Nelson Rodrigues escreveu estas linhas em 1966, pouco antes do Campeonato do Mundo: como vêem, as coisas encaixam-se. O golo de Leônidas frente à Argentina foi em 1934. Parece que Nelson Rodrigues não via muito bem: era míope. No entanto, o seu futebol era apaixonante. Basta lê-lo. Sobre as dioptrias de Leônidas da Silva, o ‘Diamante Negro’, não há registo. O seu futebol, no entanto, era inacreditável. Basta ler Nelson Rodrigues.
Vinte anos antes de Leônidas da Silva ter inventado o pontapé de bicicleta, numa tarde sem data de 1914, o chileno Unzaga Asla estava de costas para a baliza. Uma bola veio alta, indomável, à altura da sua cabeça. Foi então que Unzaga Asla se lançou no ar e, paralelo ao relvado, pedalou com violência a bola para um golo sem igual. Confesso: não sei mesmo se foi golo. Deve ter sido. Só assim se entende que o seu nome tenha ficado para a história como o do inventor da ‘chilena’. ‘Chilena’ é, em toda a América Latina, o pontapé de bicicleta. Menos no Brasil, claro!
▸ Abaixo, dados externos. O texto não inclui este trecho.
//! Single simulation step
//!
//! Moves the circle (if the input says so), advances the obstacles through
//! the active motion policy and checks the loss conditions. Drawing is left
//! to the caller, which compares the arena before and after the step.

use glam::DVec2;

use super::collision::has_collision;
use super::motion::MotionPolicy;
use super::state::Arena;

/// Input for a single tick
#[derive(Debug, Clone, Default)]
pub struct TickInput {
    /// New circle center, if the player moved since the last tick
    pub circle_target: Option<DVec2>,
}

/// What happened during a tick
#[derive(Debug, Clone, Copy, Default, PartialEq, Eq)]
pub struct TickOutcome {
    pub circle_moved: bool,
    pub out_of_bounds: bool,
    pub collision: bool,
}

impl TickOutcome {
    /// The player lost on this tick
    pub fn is_loss(&self) -> bool {
        self.out_of_bounds || self.collision
    }
}

/// Advance the arena by `dt` milliseconds
pub fn tick(
    arena: &mut Arena,
    policy: &mut dyn MotionPolicy,
    candidates: &mut Vec<usize>,
    input: &TickInput,
    dt: f64,
) -> TickOutcome {
    let mut outcome = TickOutcome::default();

    if let Some(target) = input.circle_target {
        arena.circle.move_to(target);
        outcome.circle_moved = true;
    }

    policy.move_shapes(&mut arena.obstacles, dt);

    // Bounds first: it's cheaper and either one ends the game
    outcome.out_of_bounds = policy.is_out_of_bounds(&arena.circle);
    if !outcome.out_of_bounds {
        outcome.collision = has_collision(&arena.circle, &arena.obstacles, candidates);
    }
    outcome
}

/// Score earned after `elapsed_ms` of play
pub fn score_for(elapsed_ms: f64, points_per_second: f64) -> u64 {
    ((elapsed_ms / 1000.0) * points_per_second).floor().max(0.0) as u64
}

#[cfg(test)]
mod tests {
    use super::*;
    use crate::sim::motion::{Difficulty, Reflect, Wrap};
    use crate::sim::shape::{Bounds, Circle, Obstacle};

    fn small_arena() -> Arena {
        Arena::new(
            Bounds::new(200.0, 100.0),
            Circle::new(100.0, 50.0, 10.0),
            vec![Obstacle::square(0.0, 0.0, 20.0)],
        )
    }

    #[test]
    fn test_tick_moves_circle_and_obstacles() {
        let mut arena = small_arena();
        let mut policy =
            Reflect::with_velocities(Difficulty::Easy, arena.bounds, vec![DVec2::splat(0.1)]);
        let mut candidates = Vec::new();
        let input = TickInput {
            circle_target: Some(DVec2::new(120.0, 60.0)),
        };

        let outcome = tick(&mut arena, &mut policy, &mut candidates, &input, 100.0);

        assert!(outcome.circle_moved);
        assert!(!outcome.is_loss());
        assert_eq!(arena.circle.center, DVec2::new(120.0, 60.0));
        assert_eq!(arena.obstacles[0].pos(), DVec2::new(10.0, 10.0));
    }

    #[test]
    fn test_tick_detects_collision() {
        let mut arena = small_arena();
        let mut policy = Wrap::with_velocities(arena.bounds, vec![DVec2::ZERO]);
        let mut candidates = Vec::new();
        let input = TickInput {
            circle_target: Some(DVec2::new(25.0, 25.0)),
        };

        let outcome = tick(&mut arena, &mut policy, &mut candidates, &input, 16.0);
        assert!(outcome.collision);
        assert!(outcome.is_loss());
    }

    #[test]
    fn test_tick_out_of_bounds() {
        let mut arena = small_arena();
        let mut policy = Wrap::with_velocities(arena.bounds, vec![DVec2::ZERO]);
        let mut candidates = Vec::new();
        let input = TickInput {
            circle_target: Some(DVec2::new(195.0, 50.0)),
        };

        let outcome = tick(&mut arena, &mut policy, &mut candidates, &input, 16.0);
        assert!(outcome.out_of_bounds);
        assert!(!outcome.collision);
    }

    #[test]
    fn test_dumb_survives_leaving_arena() {
        let mut arena = small_arena();
        let mut policy =
            Reflect::with_velocities(Difficulty::Dumb, arena.bounds, vec![DVec2::ZERO]);
        let mut candidates = Vec::new();
        let input = TickInput {
            circle_target: Some(DVec2::new(195.0, 50.0)),
        };

        let outcome = tick(&mut arena, &mut policy, &mut candidates, &input, 16.0);
        assert!(!outcome.is_loss());
    }

    #[test]
    fn test_score_for() {
        assert_eq!(score_for(0.0, 2.0), 0);
        assert_eq!(score_for(499.0, 2.0), 0);
        assert_eq!(score_for(500.0, 2.0), 1);
        assert_eq!(score_for(10_250.0, 2.0), 20);
    }
}
//! Pointer input collaborator
//!
//! The circle follows the pointer while the left button is held, keeping the
//! offset it had when the button went down so it never jumps under the
//! cursor. Pointer events may arrive at any time; the game samples the result
//! once per frame.

use std::cell::RefCell;
use std::rc::Rc;

use glam::DVec2;

use crate::sim::Circle;

/// Source of circle movement
pub trait InputSource {
    /// Begin listening for presses (game started)
    fn start(&mut self);

    /// Stop listening and drop any press in progress (game stopped)
    fn stop(&mut self);

    /// Reset per-game state (game set up)
    fn arm(&mut self) {}

    /// Whether a new target is waiting
    fn moved(&self) -> bool;

    /// Target circle center; clears the moved flag
    fn circle_pos(&mut self) -> DVec2;
}

impl<T: InputSource> InputSource for Rc<RefCell<T>> {
    fn start(&mut self) {
        self.borrow_mut().start();
    }

    fn stop(&mut self) {
        self.borrow_mut().stop();
    }

    fn arm(&mut self) {
        self.borrow_mut().arm();
    }

    fn moved(&self) -> bool {
        self.borrow().moved()
    }

    fn circle_pos(&mut self) -> DVec2 {
        self.borrow_mut().circle_pos()
    }
}

/// Mouse/touch drag input
#[derive(Debug, Clone, Default)]
pub struct PointerInput {
    /// Presses are only honoured while listening
    listening: bool,
    /// Button held: moves update the target
    tracking: bool,
    moved: bool,
    pointer: DVec2,
    /// Circle center minus pointer at press time
    offset: DVec2,
}

impl PointerInput {
    pub fn new() -> Self {
        Self::default()
    }

    pub fn is_tracking(&self) -> bool {
        self.tracking
    }

    /// Left button pressed at `pointer`
    pub fn press(&mut self, pointer: DVec2, circle: &Circle) {
        if !self.listening {
            return;
        }
        self.offset = circle.center - pointer;
        self.pointer = pointer;
        self.tracking = true;
    }

    /// Left button released
    pub fn release(&mut self) {
        self.tracking = false;
    }

    pub fn pointer_moved(&mut self, pointer: DVec2) {
        if self.tracking {
            self.pointer = pointer;
            self.moved = true;
        }
    }

    /// Pointer came back onto the input surface
    ///
    /// Re-captures the offset so the circle doesn't jump to wherever the
    /// pointer re-entered. If the button was released while outside, the
    /// release was never seen, so tracking ends here.
    pub fn pointer_entered(&mut self, pointer: DVec2, circle: &Circle, button_down: bool) {
        if !self.tracking {
            return;
        }
        self.offset = circle.center - pointer;
        self.pointer = pointer;
        if !button_down {
            self.release();
        }
    }
}

impl InputSource for PointerInput {
    fn start(&mut self) {
        self.listening = true;
    }

    fn stop(&mut self) {
        self.release();
        self.listening = false;
    }

    fn arm(&mut self) {
        self.moved = false;
    }

    fn moved(&self) -> bool {
        self.moved
    }

    fn circle_pos(&mut self) -> DVec2 {
        self.moved = false;
        self.pointer + self.offset
    }
}

#[cfg(test)]
mod tests {
    use super::*;

    #[test]
    fn test_drag_keeps_offset() {
        let circle = Circle::new(100.0, 50.0, 10.0);
        let mut input = PointerInput::new();
        input.start();

        input.press(DVec2::new(90.0, 300.0), &circle);
        assert!(!input.moved());

        input.pointer_moved(DVec2::new(95.0, 290.0));
        assert!(input.moved());
        assert_eq!(input.circle_pos(), DVec2::new(105.0, 40.0));
        assert!(!input.moved());
    }

    #[test]
    fn test_moves_without_press_are_ignored() {
        let circle = Circle::new(100.0, 50.0, 10.0);
        let mut input = PointerInput::new();
        input.start();
        input.pointer_moved(DVec2::new(1.0, 1.0));
        assert!(!input.moved());

        input.press(DVec2::ZERO, &circle);
        input.release();
        input.pointer_moved(DVec2::new(1.0, 1.0));
        assert!(!input.moved());
    }

    #[test]
    fn test_press_before_start_is_ignored() {
        let circle = Circle::new(100.0, 50.0, 10.0);
        let mut input = PointerInput::new();
        input.press(DVec2::ZERO, &circle);
        assert!(!input.is_tracking());
    }

    #[test]
    fn test_reenter_recaptures_offset_and_releases() {
        let circle = Circle::new(100.0, 50.0, 10.0);
        let mut input = PointerInput::new();
        input.start();
        input.press(DVec2::new(100.0, 50.0), &circle);

        input.pointer_entered(DVec2::new(0.0, 0.0), &circle, true);
        input.pointer_moved(DVec2::new(5.0, 5.0));
        assert_eq!(input.circle_pos(), DVec2::new(105.0, 55.0));

        input.pointer_entered(DVec2::new(0.0, 0.0), &circle, false);
        assert!(!input.is_tracking());
    }

    #[test]
    fn test_stop_drops_press() {
        let circle = Circle::new(100.0, 50.0, 10.0);
        let mut input = PointerInput::new();
        input.start();
        input.press(DVec2::ZERO, &circle);
        input.stop();
        assert!(!input.is_tracking());
    }

    #[test]
    fn test_shared_handle() {
        let shared = Rc::new(RefCell::new(PointerInput::new()));
        let mut handle = Rc::clone(&shared);
        handle.start();
        shared
            .borrow_mut()
            .press(DVec2::ZERO, &Circle::new(10.0, 10.0, 2.0));
        shared.borrow_mut().pointer_moved(DVec2::new(1.0, 0.0));
        assert!(handle.moved());
        assert_eq!(handle.circle_pos(), DVec2::new(11.0, 10.0));
    }
}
A Europa nunca descobriu Unzaga Asla. Descobriu Leônidas na Silva, carioca de São Cristóvão, o Homem de Borracha, em 1938. Viu-o marcar três golos contra a Polónia, numa vitória por 6-5, domingo de chuva em Estrasburgo. Acreditem ou não: nesse tempo, a vitória mais importante da selecção canarinha. Leônidas da Silva foi também um jogador ouvido como poucos. Em 1938, todo o Brasil se colava aos rádios a pilha. Diziam: radinho de pilha em forma de igrejinha. Luxo de pobre. É assim que se constroem os mitos. E este é um livro sobre mitos. Leônidas da Silva morreu no dia 18 de Janeiro de 2004, um domingo como em Estrasburgo, e não fazia ideia de quem era Leônidas da Silva: a doença de Alzheimer fizera dele uma pessoa diferente."